Your Woodland: A Stewardship Storyline

Should I harvest trees on my property?

Harvesting trees can help woodland owners achieve a variety of short- and long-term goals. It can:
  • supply you with firewood or other materials
  • enhance specific types of habitat
  • increase the growth of certain tree species for habitat, scenic qualities, or timber
  • allow new seedlings or sprouts to germinate
  • reduce the presence of damaging insects or diseases
  • provide income through the sale of forest products.

Harvesting can be implemented in a range of intensities, from thinning a few trees in a small area to creating canopy openings in a larger-scale operation. Ideally, silvicultural goals for a timber harvest mimic natural disturbances, while capturing monetary or other values from the harvested trees.

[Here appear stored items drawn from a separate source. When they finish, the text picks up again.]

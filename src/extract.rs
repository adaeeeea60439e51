//! Recovering a book list from a generation reply.
//!
//! The response schema is advisory, so the reply may still arrive wrapped in
//! prose. Decoding runs in two stages:
//!
//! 1. [`parse_strict`]: the whole (trimmed) reply must be a JSON array.
//! 2. [`locate_array`]: anchor on the first `[` followed by `{` and cut to the
//!    last `]`, so stray brackets in filler text ("a list [of books]") are skipped.
//!
//! Items are then validated one by one; incomplete objects are dropped.

use serde::Deserialize;
use serde_json::Value;

use crate::models::deserialize_flexible_price;

/// A recommended book as described by the model, before normalization
#[derive(Debug, Deserialize, Clone, PartialEq)]
pub struct RawBook {
    pub title: String,
    pub author: String,
    pub description: String,
    #[serde(deserialize_with = "deserialize_flexible_price")]
    pub price: f64,
    pub genre: String,
}

#[derive(Debug, Clone, PartialEq)]
pub enum RecommendationReply {
    /// Well-formed array; holds only the items that passed validation
    Books(Vec<RawBook>),
    /// Anything else, with the reason it was rejected
    Malformed(String),
}

/// Stage 1: the entire reply is a JSON array
pub fn parse_strict(text: &str) -> Option<Vec<Value>> {
    match serde_json::from_str::<Value>(text.trim()) {
        Ok(Value::Array(items)) => Some(items),
        _ => None,
    }
}

/// Stage 2: slice out the embedded array, or `"[]"` when there is none
pub fn locate_array(text: &str) -> &str {
    if let Some(start) = find_object_array_start(text) {
        return match text.rfind(']') {
            Some(end) if end > start => &text[start..=end],
            _ => "[]",
        };
    }

    if text.trim_start().starts_with('[') {
        if let Some(end) = text.rfind(']') {
            return &text[..=end];
        }
    }

    "[]"
}

/// Byte offset of the first `[` whose next non-whitespace char is `{`
fn find_object_array_start(text: &str) -> Option<usize> {
    text.char_indices()
        .filter(|&(_, c)| c == '[')
        .find(|&(i, _)| {
            text[i + 1..]
                .chars()
                .find(|c| !c.is_whitespace())
                .is_some_and(|c| c == '{')
        })
        .map(|(i, _)| i)
}

/// Run both stages and validate each item
pub fn decode_reply(text: &str) -> RecommendationReply {
    let items = match parse_strict(text) {
        Some(items) => items,
        None => {
            let candidate = locate_array(text);
            match serde_json::from_str::<Value>(candidate) {
                Ok(Value::Array(items)) => items,
                Ok(_) => return RecommendationReply::Malformed("reply is not an array".to_string()),
                Err(e) => return RecommendationReply::Malformed(format!("JSON parse failed: {e}")),
            }
        }
    };

    let total = items.len();
    let books: Vec<RawBook> = items
        .into_iter()
        .enumerate()
        .filter_map(|(index, item)| match validate_item(item) {
            Ok(book) => Some(book),
            Err(reason) => {
                tracing::warn!("Skipping recommendation #{}: {}", index, reason);
                None
            }
        })
        .collect();

    if books.len() < total {
        tracing::debug!("Kept {} of {} recommended items", books.len(), total);
    }
    RecommendationReply::Books(books)
}

fn validate_item(item: Value) -> Result<RawBook, String> {
    let book: RawBook = serde_json::from_value(item).map_err(|e| e.to_string())?;
    if !book.price.is_finite() || book.price < 0.0 {
        return Err(format!("invalid price {}", book.price));
    }
    if book.title.trim().is_empty() {
        return Err("empty title".to_string());
    }
    Ok(book)
}

#[cfg(test)]
mod tests {
    use super::*;

    const ONE_BOOK: &str =
        r#"[{"title":"A","author":"B","description":"C","price":9.99,"genre":"D"}]"#;

    #[test]
    fn test_strict_accepts_bare_array() {
        assert_eq!(parse_strict(&format!("  {ONE_BOOK}\n")).map(|v| v.len()), Some(1));
        assert_eq!(parse_strict("[]").map(|v| v.len()), Some(0));
    }

    #[test]
    fn test_strict_rejects_prose_and_objects() {
        assert!(parse_strict(&format!("Here you go: {ONE_BOOK}")).is_none());
        assert!(parse_strict(r#"{"books":[]}"#).is_none());
    }

    #[test]
    fn test_locate_skips_bracketed_filler() {
        let text = format!("Here is a list [of books]: {ONE_BOOK} Enjoy [really]!");
        // cut runs to the last ']' in the text
        let cut = locate_array(&text);
        assert!(cut.starts_with(ONE_BOOK));
        assert!(cut.ends_with("[really]"));
        let text = format!("Here is a list [of books]: {ONE_BOOK} Enjoy!");
        assert_eq!(locate_array(&text), ONE_BOOK);
    }

    #[test]
    fn test_locate_allows_whitespace_between_anchors() {
        let text = "Sure!\n[\n  {\"title\":\"x\"}\n]\nbye";
        assert_eq!(locate_array(text), "[\n  {\"title\":\"x\"}\n]");
    }

    #[test]
    fn test_locate_falls_back_for_leading_array() {
        assert_eq!(locate_array("  [] trailing"), "  []");
        assert_eq!(locate_array("no brackets at all"), "[]");
        assert_eq!(locate_array("[ unterminated"), "[]");
    }

    #[test]
    fn test_decode_prose_wrapped_reply() {
        let reply = decode_reply(&format!("Here you go: {ONE_BOOK} Hope that helps!"));
        match reply {
            RecommendationReply::Books(books) => {
                assert_eq!(books.len(), 1);
                assert_eq!(books[0].title, "A");
                assert!((books[0].price - 9.99).abs() < 1e-9);
            }
            other => panic!("unexpected reply: {other:?}"),
        }
    }

    #[test]
    fn test_decode_refusal_is_empty() {
        assert_eq!(
            decode_reply("I'm sorry, I can't help with that."),
            RecommendationReply::Books(vec![])
        );
        assert_eq!(decode_reply("[]"), RecommendationReply::Books(vec![]));
    }

    #[test]
    fn test_decode_broken_json_is_malformed() {
        let reply = decode_reply(r#"Try: [{"title": "A", "author": ] done"#);
        assert!(matches!(reply, RecommendationReply::Malformed(_)));
    }

    #[test]
    fn test_decode_drops_incomplete_items() {
        let text = r#"[
            {"title":"Keep","author":"B","description":"C","price":"12.50","genre":"D"},
            {"title":"No price","author":"B","description":"C","genre":"D"},
            {"title":"Negative","author":"B","description":"C","price":-1,"genre":"D"},
            {"title":"Wrong type","author":7,"description":"C","price":1,"genre":"D"}
        ]"#;
        match decode_reply(text) {
            RecommendationReply::Books(books) => {
                assert_eq!(books.len(), 1);
                assert_eq!(books[0].title, "Keep");
                assert!((books[0].price - 12.5).abs() < 1e-9);
            }
            other => panic!("unexpected reply: {other:?}"),
        }
    }
}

Some areas in a woodlot or wooded landscape may be designated for little or no timber Harvesting. These reserves can meet particular habitat, ecological, or recreational goals. Actively managed woodland often includes no-cut zones. Within larger forests, reserves can be set aside as study sites to show how natural processes influence forest ecology and succession patterns.

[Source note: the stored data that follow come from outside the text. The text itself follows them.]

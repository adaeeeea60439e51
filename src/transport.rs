use async_trait::async_trait;
use reqwest::{Client, StatusCode};
use serde::Deserialize;

use crate::config::GeminiConfig;
use crate::error::{Result, StorefrontError};
use crate::models::{GenerateContentRequest, GenerateContentResponse};

/// Outbound seam to the text-generation service. One call, no retries.
#[async_trait]
pub trait Transport: Send + Sync {
    async fn generate(
        &self,
        model: &str,
        req: &GenerateContentRequest,
    ) -> Result<GenerateContentResponse>;
}

pub struct GeminiTransport {
    client: Client,
    api_key: String,
    base_url: String,
}

impl GeminiTransport {
    pub fn new(cfg: &GeminiConfig) -> Result<Self> {
        if cfg.api_key.trim().is_empty() {
            tracing::warn!("Gemini API key is empty; librarian calls will fail");
        }
        let client = Client::builder().timeout(cfg.timeout()).build()?;
        Ok(Self {
            client,
            api_key: cfg.api_key.clone(),
            base_url: cfg.base_url.trim_end_matches('/').to_string(),
        })
    }

    fn endpoint(&self, model: &str) -> String {
        format!("{}/{model}:generateContent", self.base_url)
    }
}

#[async_trait]
impl Transport for GeminiTransport {
    async fn generate(
        &self,
        model: &str,
        req: &GenerateContentRequest,
    ) -> Result<GenerateContentResponse> {
        let response = self
            .client
            .post(self.endpoint(model))
            .header("x-goog-api-key", &self.api_key)
            .json(req)
            .send()
            .await
            .map_err(|e| StorefrontError::Http(e.without_url()))?;

        let status = response.status();
        let body = match response.text().await {
            Ok(body) => body,
            Err(_) if !status.is_success() => "Failed to read Gemini error body".to_string(),
            Err(e) => return Err(StorefrontError::Http(e.without_url())),
        };
        decode_body(status, &body)
    }
}

/// Turn a status and raw body into a response or a typed error
fn decode_body(status: StatusCode, body: &str) -> Result<GenerateContentResponse> {
    if !status.is_success() {
        return Err(service_error(status, body));
    }
    Ok(serde_json::from_str(body)?)
}

#[derive(Deserialize)]
struct ErrorWrapper {
    error: ErrorBody,
}

#[derive(Deserialize)]
struct ErrorBody {
    message: Option<String>,
    status: Option<String>,
}

/// Decode Gemini's `{"error": {...}}` envelope, falling back to the raw body
fn service_error(status: StatusCode, body: &str) -> StorefrontError {
    let message = serde_json::from_str::<ErrorWrapper>(body)
        .map(|wrapper| {
            let status_text = wrapper.error.status.unwrap_or_default();
            let msg = wrapper.error.message.unwrap_or_else(|| body.to_string());
            if status_text.is_empty() {
                msg
            } else {
                format!("{status_text}: {msg}")
            }
        })
        .unwrap_or_else(|_| body.to_string());

    StorefrontError::Service {
        status: status.as_u16(),
        message,
    }
}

Harvesting may be done by landowners themselves or by contracting with a skilled professional logger. A successful harvest will protect soil, wetlands and streams, plant and wildlife habitat, and the woodlot’s appearance, while improving the future condition of the forest.

Are you ready to harvest trees on your property? If so, you may wish to explore some of the following resources:

Learn about the difference between foresters and loggers.

View a list of foresters who can help you determine whether and how to harvest trees on your property.

For an example of a harvest plan template and a pre- and post-harvest checklist, you may wish to visit the Master Logger website.

Read about the standards of Maine's Master Loggers.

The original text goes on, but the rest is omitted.